The installations both this and last year’s present the fine-spun Maheshswari saris on one end of the spectrum and the coarse chequered cloth used by the Santhals of Odisha on the other.

The four installations for Karkhana Chronicles II are, to begin with, a collaboration between REHWA+WomenWeave and designer Sanjay Garg and draws inspiration from the iconic Boutet de Monvel portraits (French painter and illustrator) of Maharaja Yeshwantrao II and Maharani Sanyogitaraje Holkar.
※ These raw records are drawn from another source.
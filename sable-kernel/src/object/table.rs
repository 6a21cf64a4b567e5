//! Kernel object table
//!
//! The object table stores all kernel objects indexed by [`ObjectRef`].
//! It is owned by the kernel state and only touched under the kernel lock.
//!
//! # Design
//!
//! - Index 0 is reserved (NULL reference)
//! - Objects are stored in a flat array with a free list
//! - Each entry records the memory region it was carved from; resetting
//!   an untyped region releases every entry inside it
//! - Entries with a region are also indexed by base address, so region
//!   queries visit only the objects in that region
//! - Kernel-internal objects (idle threads, the IRQ node) have no region
//!   and are never released

use alloc::boxed::Box;
use alloc::collections::BTreeSet;
use alloc::vec::Vec;

use sable_cap::{
    CdtOps, Cte, EndpointObject, MemRegion, NotificationObject, ObjectRef, SlotRef, SlotStore,
};

use super::Tcb;

/// Object payload.
#[derive(Clone, Debug, PartialEq, Eq)]
pub enum KernelObject {
    /// Free slot (in free list).
    Free {
        /// Next free index, 0 at the end of the list.
        next_free: u32,
    },
    Tcb(Box<Tcb>),
    Endpoint(EndpointObject),
    Notification(NotificationObject),
    /// Capability table of `2^radix` slots.
    CNode(Box<[Cte]>),
}

impl KernelObject {
    /// Object type name for logging.
    pub const fn name(&self) -> &'static str {
        match self {
            Self::Free { .. } => "Free",
            Self::Tcb(_) => "Tcb",
            Self::Endpoint(_) => "Endpoint",
            Self::Notification(_) => "Notification",
            Self::CNode(_) => "CNode",
        }
    }
}

/// One table entry.
#[derive(Clone, Debug, PartialEq, Eq)]
pub struct ObjectEntry {
    /// Memory the object occupies, if it came from an untyped region.
    pub region: Option<MemRegion>,
    pub body: KernelObject,
}

impl ObjectEntry {
    const fn free(next_free: u32) -> Self {
        Self {
            region: None,
            body: KernelObject::Free { next_free },
        }
    }

    /// Check if this slot is free.
    #[inline]
    pub const fn is_free(&self) -> bool {
        matches!(self.body, KernelObject::Free { .. })
    }
}

/// Arena of kernel objects.
#[derive(Clone, Debug, PartialEq, Eq)]
pub struct ObjectTable {
    entries: Box<[ObjectEntry]>,
    /// Head of free list (index).
    free_head: u32,
    /// Number of live objects.
    live: usize,
    /// (base address, index) of every live entry with a region.
    by_base: BTreeSet<(u64, u32)>,
}

impl ObjectTable {
    /// Create a table holding up to `capacity - 1` objects.
    pub fn new(capacity: usize) -> Self {
        let capacity = capacity.max(2);
        let mut entries: Vec<ObjectEntry> = (0..capacity)
            .map(|i| ObjectEntry::free((i + 1) as u32))
            .collect();
        // Index 0 is NULL and never handed out.
        entries[0] = ObjectEntry::free(0);
        entries[capacity - 1] = ObjectEntry::free(0);
        Self {
            entries: entries.into_boxed_slice(),
            free_head: 1,
            live: 0,
            by_base: BTreeSet::new(),
        }
    }

    /// Number of objects that can still be inserted.
    pub fn available(&self) -> usize {
        self.entries.len() - 1 - self.live
    }

    /// Number of live objects.
    pub fn len(&self) -> usize {
        self.live
    }

    pub fn is_empty(&self) -> bool {
        self.live == 0
    }

    /// Insert an object, returning its reference.
    pub fn insert(&mut self, region: Option<MemRegion>, body: KernelObject) -> Option<ObjectRef> {
        if self.free_head == 0 {
            return None;
        }
        let index = self.free_head;
        let entry = &mut self.entries[index as usize];
        let KernelObject::Free { next_free } = entry.body else {
            panic!("object table free list corrupt at {index}");
        };
        self.free_head = next_free;
        log::debug!("object: create {} #{}", body.name(), index);
        if let Some(r) = region {
            self.by_base.insert((r.base.0, index));
        }
        *entry = ObjectEntry { region, body };
        self.live += 1;
        Some(ObjectRef::from_index(index))
    }

    fn release(&mut self, index: u32) {
        let entry = &mut self.entries[index as usize];
        if entry.is_free() {
            return;
        }
        log::debug!("object: release {} #{}", entry.body.name(), index);
        if let Some(r) = entry.region {
            self.by_base.remove(&(r.base.0, index));
        }
        *entry = ObjectEntry::free(self.free_head);
        self.free_head = index;
        self.live -= 1;
    }

    /// Release every object carved from inside `region`.
    ///
    /// Returns the number of objects released.
    pub fn release_region(&mut self, region: MemRegion) -> usize {
        let inside: Vec<u32> = self.in_region(region).collect();
        for &index in &inside {
            self.release(index);
        }
        inside.len()
    }

    /// Number of live objects carved from inside `region`.
    pub fn count_region(&self, region: MemRegion) -> usize {
        self.in_region(region).count()
    }

    fn in_region(&self, region: MemRegion) -> impl Iterator<Item = u32> + '_ {
        self.by_base
            .range((region.base.0, 0)..=(region.top(), u32::MAX))
            .map(|&(_, index)| index)
            .filter(move |&index| {
                self.entries[index as usize]
                    .region
                    .is_some_and(|r| region.encloses(&r))
            })
    }

    /// Entry for a live object.
    ///
    /// # Panics
    ///
    /// Panics on a null or free reference; capabilities never name either.
    pub fn get(&self, r: ObjectRef) -> &ObjectEntry {
        let entry = &self.entries[r.index() as usize];
        assert!(r.is_valid() && !entry.is_free(), "dangling object reference {r}");
        entry
    }

    fn get_mut(&mut self, r: ObjectRef) -> &mut ObjectEntry {
        let entry = &mut self.entries[r.index() as usize];
        assert!(r.is_valid() && !entry.is_free(), "dangling object reference {r}");
        entry
    }

    /// Whether `r` names a live object.
    pub fn contains(&self, r: ObjectRef) -> bool {
        r.is_valid()
            && self
                .entries
                .get(r.index() as usize)
                .is_some_and(|e| !e.is_free())
    }

    pub fn tcb(&self, r: ObjectRef) -> &Tcb {
        match &self.get(r).body {
            KernelObject::Tcb(tcb) => tcb,
            other => panic!("{r} is a {}, not a TCB", other.name()),
        }
    }

    pub fn tcb_mut(&mut self, r: ObjectRef) -> &mut Tcb {
        match &mut self.get_mut(r).body {
            KernelObject::Tcb(tcb) => tcb,
            other => panic!("{r} is a {}, not a TCB", other.name()),
        }
    }

    pub fn endpoint(&self, r: ObjectRef) -> &EndpointObject {
        match &self.get(r).body {
            KernelObject::Endpoint(ep) => ep,
            other => panic!("{r} is a {}, not an endpoint", other.name()),
        }
    }

    pub fn endpoint_mut(&mut self, r: ObjectRef) -> &mut EndpointObject {
        match &mut self.get_mut(r).body {
            KernelObject::Endpoint(ep) => ep,
            other => panic!("{r} is a {}, not an endpoint", other.name()),
        }
    }

    pub fn notification(&self, r: ObjectRef) -> &NotificationObject {
        match &self.get(r).body {
            KernelObject::Notification(ntfn) => ntfn,
            other => panic!("{r} is a {}, not a notification", other.name()),
        }
    }

    pub fn notification_mut(&mut self, r: ObjectRef) -> &mut NotificationObject {
        match &mut self.get_mut(r).body {
            KernelObject::Notification(ntfn) => ntfn,
            other => panic!("{r} is a {}, not a notification", other.name()),
        }
    }
}

impl SlotStore for ObjectTable {
    fn cte(&self, at: SlotRef) -> &Cte {
        match &self.get(at.object).body {
            KernelObject::Tcb(tcb) => &tcb.slots[at.index as usize],
            KernelObject::CNode(slots) => &slots[at.index as usize],
            other => panic!("slot {at} in a {}", other.name()),
        }
    }

    fn cte_mut(&mut self, at: SlotRef) -> &mut Cte {
        match &mut self.get_mut(at.object).body {
            KernelObject::Tcb(tcb) => &mut tcb.slots[at.index as usize],
            KernelObject::CNode(slots) => &mut slots[at.index as usize],
            other => panic!("slot {at} in a {}", other.name()),
        }
    }
}

impl CdtOps for ObjectTable {
    fn object_region(&self, object: ObjectRef) -> Option<MemRegion> {
        if self.contains(object) {
            self.get(object).region
        } else {
            None
        }
    }
}
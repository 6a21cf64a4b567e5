//! CNode invocations
//!
//! - Revoke, Delete: remove capabilities
//! - Copy, Mint: derive a copy of a capability into an empty slot
//! - Move, Mutate: move a capability, optionally changing its badge or
//!   guard
//! - Rotate: move two capabilities in a cycle
//! - SaveCaller: keep the current reply capability
//! - CancelBadgedSends: abort queued sends carrying a badge
//!
//! # ABI
//!
//! Every operation names its target slot by MR0 (index) and MR1 (depth),
//! resolved from the invoked CNode. Operations that read a second slot
//! take its CNode as extra cap 0 and its index and depth from MR2 and MR3.

use sable_cap::{Cap, CapRights, CdtOps, LookupFault, SlotRef, SlotStore, TcbSlot};
use sable_syscall::InvocationLabel;

use super::invocation::Invocation;
use super::SyscallError;
use crate::object::tcb::tcb_slot;
use crate::{KernelResult, KernelState};

impl KernelState {
    pub(crate) fn decode_cnode_invocation(&mut self, inv: &Invocation) -> KernelResult {
        let label = inv.label;
        if !is_cnode_label(label) {
            log::warn!("cnode: illegal operation {}", label.name());
            return Err(SyscallError::IllegalOperation.into());
        }
        if inv.length < 2 {
            log::warn!("cnode: truncated message");
            return Err(SyscallError::TruncatedMessage.into());
        }
        let index = self.syscall_arg(inv, 0);
        let depth = self.syscall_arg(inv, 1);
        let dest = self.lookup_target_slot(inv.cap, index, depth)?;

        match label {
            InvocationLabel::CNodeCopy => self.decode_cnode_transfer(inv, Transfer::Copy, dest),
            InvocationLabel::CNodeMint => self.decode_cnode_transfer(inv, Transfer::Mint, dest),
            InvocationLabel::CNodeMove => self.decode_cnode_transfer(inv, Transfer::Move, dest),
            InvocationLabel::CNodeMutate => {
                self.decode_cnode_transfer(inv, Transfer::Mutate, dest)
            }
            InvocationLabel::CNodeRevoke => {
                self.restart_invoker(inv);
                self.cte_revoke(dest)?;
                Ok(())
            }
            InvocationLabel::CNodeDelete => {
                self.restart_invoker(inv);
                self.cte_delete(dest, true)?;
                Ok(())
            }
            InvocationLabel::CNodeSaveCaller => {
                self.objects.ensure_empty_slot(dest)?;
                self.restart_invoker(inv);
                self.save_caller(inv, dest);
                Ok(())
            }
            InvocationLabel::CNodeCancelBadgedSends => {
                let cap = self.objects.cte(dest).cap;
                if !cap.has_cancel_send_rights() {
                    log::warn!("cnode: cancel badged sends on {}", cap);
                    return Err(SyscallError::IllegalOperation.into());
                }
                self.restart_invoker(inv);
                if let Cap::Endpoint { object, badge, .. } = cap {
                    if badge.is_some() {
                        self.cancel_badged_sends(object, badge);
                    }
                }
                Ok(())
            }
            InvocationLabel::CNodeRotate => self.decode_cnode_rotate(inv, dest),
            other => {
                log::warn!("cnode: illegal operation {}", other.name());
                Err(SyscallError::IllegalOperation.into())
            }
        }
    }

    /// Copy, Mint, Move and Mutate.
    fn decode_cnode_transfer(
        &mut self,
        inv: &Invocation,
        op: Transfer,
        dest: SlotRef,
    ) -> KernelResult {
        let src_root = self.extra_cap(inv, 0);
        let Some((src_root, _)) = src_root.filter(|_| inv.length >= 4) else {
            log::warn!("cnode: truncated message");
            return Err(SyscallError::TruncatedMessage.into());
        };
        let src_index = self.syscall_arg(inv, 2);
        let src_depth = self.syscall_arg(inv, 3);

        if let Err(e) = self.objects.ensure_empty_slot(dest) {
            log::warn!("cnode: destination {} is occupied", dest);
            return Err(e.into());
        }
        let src = self.lookup_source_slot(src_root, src_index, src_depth)?;
        let src_cap = self.objects.cte(src).cap;
        if src_cap.is_null() {
            log::warn!("cnode: source {} is empty", src);
            return Err(SyscallError::FailedLookup {
                source: true,
                lookup: LookupFault::MissingCapability {
                    bits_left: src_depth as u32,
                },
            }
            .into());
        }

        let (new_cap, is_move) = match op {
            Transfer::Copy => {
                if inv.length < 5 {
                    return Err(SyscallError::TruncatedMessage.into());
                }
                let rights = CapRights::from_word(self.syscall_arg(inv, 4));
                (self.derive_cap(src, src_cap.mask_rights(rights))?, false)
            }
            Transfer::Mint => {
                if inv.length < 6 {
                    return Err(SyscallError::TruncatedMessage.into());
                }
                let rights = CapRights::from_word(self.syscall_arg(inv, 4));
                let data = self.syscall_arg(inv, 5);
                let minted = src_cap.mask_rights(rights).update_data(false, data);
                (self.derive_cap(src, minted)?, false)
            }
            Transfer::Move => (src_cap, true),
            Transfer::Mutate => {
                if inv.length < 5 {
                    return Err(SyscallError::TruncatedMessage.into());
                }
                let data = self.syscall_arg(inv, 4);
                (src_cap.update_data(true, data), true)
            }
        };
        if new_cap.is_null() {
            log::warn!("cnode: {:?} of {} yields nothing", op, src_cap);
            return Err(SyscallError::IllegalOperation.into());
        }

        self.restart_invoker(inv);
        if is_move {
            self.objects.cte_move(new_cap, src, dest);
        } else {
            self.objects.cte_insert(new_cap, src, dest);
        }
        Ok(())
    }

    /// Rotate: pivot moves to the destination, source moves to the pivot.
    ///
    /// # ABI
    ///
    /// - MR2..MR4: new pivot data, pivot index and depth (from extra cap 0)
    /// - MR5..MR7: new source data, source index and depth (from extra cap 1)
    fn decode_cnode_rotate(&mut self, inv: &Invocation, dest: SlotRef) -> KernelResult {
        let roots = (self.extra_cap(inv, 0), self.extra_cap(inv, 1));
        let (Some((pivot_root, _)), Some((src_root, _)), true) = (roots.0, roots.1, inv.length >= 8)
        else {
            log::warn!("cnode: truncated message");
            return Err(SyscallError::TruncatedMessage.into());
        };
        let pivot_data = self.syscall_arg(inv, 2);
        let pivot_index = self.syscall_arg(inv, 3);
        let pivot_depth = self.syscall_arg(inv, 4);
        let src_data = self.syscall_arg(inv, 5);
        let src_index = self.syscall_arg(inv, 6);
        let src_depth = self.syscall_arg(inv, 7);

        let src = self.lookup_source_slot(src_root, src_index, src_depth)?;
        let pivot = self.lookup_pivot_slot(pivot_root, pivot_index, pivot_depth)?;
        if pivot == src || pivot == dest {
            log::warn!("cnode: rotate through {} twice", pivot);
            return Err(SyscallError::IllegalOperation.into());
        }
        if src != dest {
            self.objects.ensure_empty_slot(dest)?;
        }

        let src_cap = self.objects.cte(src).cap;
        if src_cap.is_null() {
            return Err(SyscallError::FailedLookup {
                source: true,
                lookup: LookupFault::MissingCapability {
                    bits_left: src_depth as u32,
                },
            }
            .into());
        }
        let pivot_cap = self.objects.cte(pivot).cap;
        if pivot_cap.is_null() {
            return Err(SyscallError::FailedLookup {
                source: false,
                lookup: LookupFault::MissingCapability {
                    bits_left: pivot_depth as u32,
                },
            }
            .into());
        }

        let new_src = src_cap.update_data(true, src_data);
        let new_pivot = pivot_cap.update_data(true, pivot_data);
        if new_src.is_null() || new_pivot.is_null() {
            return Err(SyscallError::IllegalOperation.into());
        }

        self.restart_invoker(inv);
        if src == dest {
            self.objects.cte_swap(new_src, src, new_pivot, pivot);
        } else {
            self.objects.cte_move(new_pivot, pivot, dest);
            self.objects.cte_move(new_src, src, pivot);
        }
        Ok(())
    }

    fn save_caller(&mut self, inv: &Invocation, dest: SlotRef) {
        let caller = tcb_slot(inv.thread, TcbSlot::Caller);
        match self.objects.cte(caller).cap {
            Cap::Null => log::debug!("cnode: save caller with no caller"),
            cap @ Cap::Reply { master: false, .. } => self.objects.cte_move(cap, caller, dest),
            other => panic!("caller slot of {} holds {other}", inv.thread),
        }
    }
}

/// The four operations that place a capability in an empty slot.
#[derive(Clone, Copy, Debug)]
enum Transfer {
    Copy,
    Mint,
    Move,
    Mutate,
}

const fn is_cnode_label(label: InvocationLabel) -> bool {
    let raw = label.as_u64();
    raw >= InvocationLabel::CNodeRevoke.as_u64() && raw <= InvocationLabel::CNodeSaveCaller.as_u64()
}
//! Syscall interface
//!
//! The kernel exposes eight syscalls; everything else is an invocation of
//! a capability through Send or Call.
//!
//! # ABI
//!
//! - `CAP_REG` (x0): capability pointer
//! - `MSG_INFO_REG` (x1): message-info word
//! - `MSG_REGISTERS` (x2-x5): first message registers
//! - the rest of the message and the extra capability pointers come from
//!   the IPC buffer
//!
//! The trap layer saves the user registers into the current thread's
//! context before calling an entry point and restores them afterwards.
//!
//! # Entry Points
//!
//! Each entry point handles one trap and then runs [`KernelState::kernel_exit`],
//! which resolves the scheduler decision and activates the thread to
//! return to.

mod cnode_ops;
mod domain_ops;
pub mod error;
pub mod invocation;
mod irq_ops;
mod mem_ops;
mod tcb_ops;

pub use error::SyscallError;
pub use invocation::Invocation;

use sable_cap::{Cap, LookupFault, ObjectRef, ThreadState};
use sable_syscall::{InvocationLabel, MessageInfo, Syscall, N_MSG_REGISTERS};

use crate::fault::Fault;
use crate::object::context::{CAP_REG, MSG_INFO_REG};
use crate::{KernelError, KernelResult, KernelState, Preempted};

impl KernelState {
    /// Kernel entry for a syscall instruction.
    pub fn handle_syscall(&mut self, number: u64) {
        let Some(syscall) = Syscall::from_number(number) else {
            self.handle_unknown_syscall(number);
            return;
        };
        let cur = self.cur_thread();
        let (cptr, msg_info) = {
            let ctx = &self.objects.tcb(cur).context;
            (ctx.get(CAP_REG), ctx.get(MSG_INFO_REG))
        };
        log::trace!("syscall: {} from {} (cptr {:#x})", syscall.name(), cur, cptr);

        if self.config.fastpath {
            let taken = match syscall {
                Syscall::Call => self.fastpath_call(cptr, msg_info),
                Syscall::ReplyRecv => self.fastpath_reply_recv(cptr, msg_info),
                _ => false,
            };
            if taken {
                log::trace!("syscall: {} took the fast path", syscall.name());
                self.kernel_exit();
                return;
            }
        }

        match syscall {
            Syscall::Send => self.handle_invocation_entry(false, true),
            Syscall::NBSend => self.handle_invocation_entry(false, false),
            Syscall::Call => self.handle_invocation_entry(true, true),
            Syscall::Recv => self.handle_recv(true),
            Syscall::NBRecv => self.handle_recv(false),
            Syscall::Reply => self.handle_reply(),
            Syscall::ReplyRecv => {
                self.handle_reply();
                self.handle_recv(true);
            }
            Syscall::Yield => self.handle_yield(),
        }
        self.kernel_exit();
    }

    /// Run an invocation; a preempted one gives way to the pending
    /// interrupt.
    fn handle_invocation_entry(&mut self, is_call: bool, is_blocking: bool) {
        if self.handle_invocation(is_call, is_blocking).is_err() {
            if let Some(irq) = self.machine.active_irq() {
                self.handle_interrupt(irq);
            }
        }
    }

    /// Look up, decode and perform the invocation the current thread asks
    /// for.
    fn handle_invocation(&mut self, is_call: bool, is_blocking: bool) -> Result<(), Preempted> {
        let thread = self.cur_thread();
        let cptr = self.objects.tcb(thread).context.get(CAP_REG);

        match self.invoke_cap(thread, is_call, is_blocking) {
            Ok(()) => {}
            Err(KernelError::Preempted) => return Err(Preempted),
            Err(KernelError::Syscall(error)) => {
                if is_call {
                    self.reply_from_kernel_error(thread, error);
                }
                return Ok(());
            }
            Err(KernelError::Lookup(lookup)) => {
                log::warn!("syscall: invocation of missing cap #{:#x}: {}", cptr, lookup);
                if is_blocking {
                    self.handle_fault(
                        thread,
                        Fault::CapFault {
                            address: cptr,
                            in_receive_phase: false,
                            lookup,
                        },
                    );
                }
                return Ok(());
            }
            Err(KernelError::Fault(fault)) => {
                log::warn!("syscall: extra cap lookup failed: {}", fault);
                if is_blocking {
                    self.handle_fault(thread, fault);
                }
                return Ok(());
            }
        }

        if self.objects.tcb(thread).state == ThreadState::Restart {
            if is_call {
                self.reply_from_kernel_success_empty(thread);
            }
            self.set_thread_state(thread, ThreadState::Running);
        }
        Ok(())
    }

    fn invoke_cap(&mut self, thread: ObjectRef, is_call: bool, is_blocking: bool) -> KernelResult {
        let (cptr, raw_info) = {
            let ctx = &self.objects.tcb(thread).context;
            (ctx.get(CAP_REG), ctx.get(MSG_INFO_REG))
        };
        let info = MessageInfo::from_word(raw_info);

        let (cap, slot) = self.lookup_cap_and_slot(thread, cptr)?;
        let buffer = self.lookup_ipc_buffer(false, thread);
        let extra_caps = self.lookup_extra_caps(thread, buffer, info)?;

        let mut length = info.length as usize;
        if buffer.is_none() && length > N_MSG_REGISTERS {
            length = N_MSG_REGISTERS;
        }
        let inv = Invocation {
            thread,
            label: InvocationLabel::from_label(info.label),
            length,
            cptr,
            slot,
            cap,
            extra_caps,
            buffer,
            is_call,
            is_blocking,
        };

        let result = self.decode_invocation(&inv);
        if let Err(KernelError::Syscall(error)) = result {
            log::warn!(
                "syscall: {} on {} failed: {}",
                inv.label.name(),
                cap,
                error
            );
        }
        result
    }

    /// Receive on the endpoint or notification the current thread names.
    fn handle_recv(&mut self, is_blocking: bool) {
        let thread = self.cur_thread();
        let cptr = self.objects.tcb(thread).context.get(CAP_REG);
        let cap = match self.lookup_cap(thread, cptr) {
            Ok(cap) => cap,
            Err(lookup) => {
                self.recv_fault(thread, cptr, lookup);
                return;
            }
        };
        let missing = LookupFault::MissingCapability { bits_left: 0 };
        match cap {
            Cap::Endpoint { .. } => {
                if !cap.can_receive() {
                    self.recv_fault(thread, cptr, missing);
                    return;
                }
                self.delete_caller_cap(thread);
                self.receive_ipc(thread, cap, is_blocking);
            }
            Cap::Notification { object, .. } => {
                let bound = self.objects.notification(object).bound_tcb;
                if !cap.can_receive() || (bound.is_valid() && bound != thread) {
                    self.recv_fault(thread, cptr, missing);
                    return;
                }
                self.receive_signal(thread, cap, is_blocking);
            }
            _ => self.recv_fault(thread, cptr, missing),
        }
    }

    fn recv_fault(&mut self, thread: ObjectRef, cptr: u64, lookup: LookupFault) {
        log::warn!("syscall: receive on cap #{:#x} failed: {}", cptr, lookup);
        self.handle_fault(
            thread,
            Fault::CapFault {
                address: cptr,
                in_receive_phase: true,
                lookup,
            },
        );
    }

    /// Kernel entry for an undefined syscall number.
    pub fn handle_unknown_syscall(&mut self, number: u64) {
        let cur = self.cur_thread();
        log::warn!("syscall: unknown syscall {} from {}", number, cur);
        self.handle_fault(cur, Fault::UnknownSyscall { number });
        self.kernel_exit();
    }

    /// Kernel entry for an architecture-defined user exception.
    pub fn handle_user_level_fault(&mut self, number: u64, code: u64) {
        let cur = self.cur_thread();
        self.handle_fault(cur, Fault::UserException { number, code });
        self.kernel_exit();
    }

    /// Kernel entry for a page fault.
    pub fn handle_vm_fault_entry(&mut self, address: u64, fsr: u64, instruction: bool) {
        let cur = self.cur_thread();
        self.handle_fault(
            cur,
            Fault::VmFault {
                address,
                fsr,
                instruction,
            },
        );
        self.kernel_exit();
    }

    /// Resolve the scheduler decision and prepare the thread to return to.
    pub fn kernel_exit(&mut self) {
        self.schedule();
        self.activate_thread();
        self.flush_remote_ipis();
    }
}
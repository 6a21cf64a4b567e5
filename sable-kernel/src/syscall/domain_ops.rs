//! Domain invocations

use sable_cap::Cap;
use sable_syscall::InvocationLabel;

use super::invocation::Invocation;
use super::SyscallError;
use crate::{KernelResult, KernelState};

impl KernelState {
    /// Move a thread into another scheduling domain.
    ///
    /// # ABI
    ///
    /// - MR0: domain
    /// - extra cap 0: thread
    pub(crate) fn decode_domain_invocation(&mut self, inv: &Invocation) -> KernelResult {
        if inv.label != InvocationLabel::DomainSetSet {
            return Err(SyscallError::IllegalOperation.into());
        }
        if inv.length == 0 {
            return Err(SyscallError::TruncatedMessage.into());
        }
        let domain = self.syscall_arg(inv, 0);
        if domain >= self.config.num_domains as u64 {
            log::warn!("domain: no domain {}", domain);
            return Err(SyscallError::InvalidArgument { argument: 0 }.into());
        }
        let tcb = match self.extra_cap(inv, 0) {
            None => return Err(SyscallError::TruncatedMessage.into()),
            Some((Cap::Thread { tcb }, _)) => tcb,
            Some((other, _)) => {
                log::warn!("domain: {} is not a thread", other);
                return Err(SyscallError::InvalidArgument { argument: 1 }.into());
            }
        };

        self.restart_invoker(inv);
        self.set_domain(tcb, domain as u8);
        Ok(())
    }
}
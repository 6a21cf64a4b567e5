//! Root task capability slot layout
//!
//! Well-known slot indices in the root thread's CNode, filled in by boot.
//! Untyped capabilities for all remaining memory follow from
//! [`Slot::FirstUntyped`].

/// Well-known capability slot indices in the root CNode.
#[repr(u32)]
#[derive(Clone, Copy, Debug, PartialEq, Eq)]
pub enum Slot {
    /// Always empty.
    Null = 0,
    /// Root thread's TCB.
    InitThreadTcb = 1,
    /// Root CNode (self-reference).
    InitThreadCNode = 2,
    /// Root VSpace.
    InitThreadVSpace = 3,
    /// IRQ control capability.
    IrqControl = 4,
    /// Domain control capability.
    Domain = 5,
    /// Root thread's IPC buffer frame.
    InitThreadIpcBuffer = 6,
    /// First untyped memory slot.
    FirstUntyped = 8,
}

impl Slot {
    /// Slot index as a CPtr-sized value.
    #[inline]
    #[must_use]
    pub const fn index(self) -> u32 {
        self as u32
    }

    /// Slot index for the `idx`-th untyped region.
    #[inline]
    #[must_use]
    pub const fn untyped(idx: u32) -> u32 {
        Self::FirstUntyped as u32 + idx
    }
}

/// Shorthand for [`Slot::FirstUntyped`].
pub const FIRST_UNTYPED: u32 = Slot::FirstUntyped as u32;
The installation presents the ‘Sanyogita’ sari, REHWA’s reinterpretation of the Maharani’s resplendent yellow Maheshwari sari paired with ‘Nazneen’ Varanasi silk brocade blouse that features all-over ‘jaal’ of floral motifs. Alongside is presented a cape, inspired by the Maharaja’s tuxedo and woven by WomenWeave.

The installation by Nilambag Palace and Bhavnagar Heritage showcases the Saurashtra city’s range of crafts, from artisanal brass and copper items to intricate silk textiles. The installation supported by the former Bhavnagar royal family, brings women weavers and beadmakers with brass and copper karigars of Sihor. Placed on delicate silk textile, the installation presents a fine embroidery Chaniyo produced in the “bharat kaam” technique; a traditional choli or khadi blouse; a bandhani cotton sari draped in the Kathiyawadi style and adorned with Bhavnagar’s famed beadwork jewellery. The backdrop is of brass and copper utensils and pataras — jewel boxes made by craftspeople for over 300 years.

Mysore silks and khadi are juxtaposed in the installation conceptualised by Yaduveer Wadiyar and his sister, Jayathmika Lakshmi. The blue Mysore silk sari is draped on a sculptural piece with a jacket worn over it. The third component is the Navalgund dhurrie, a style of weaving dating  back to the Vijaynagar empire. Fewer than 50 women weavers keep it alive.

The Kathiwada family propagates the use of handcrafted textiles and historical techniques by contemporising them. The languishing craft of Kasota weaves — originally worn by tribal males — is adapted to the needs of contemporary couture. The installation wears a bamboo jacket stitched by indigenous communities. Sustained by the Khatri community at Bagh, the craft of hand-block fabrics, made with natural vegetable dyes, complements the intricate bead jewellery.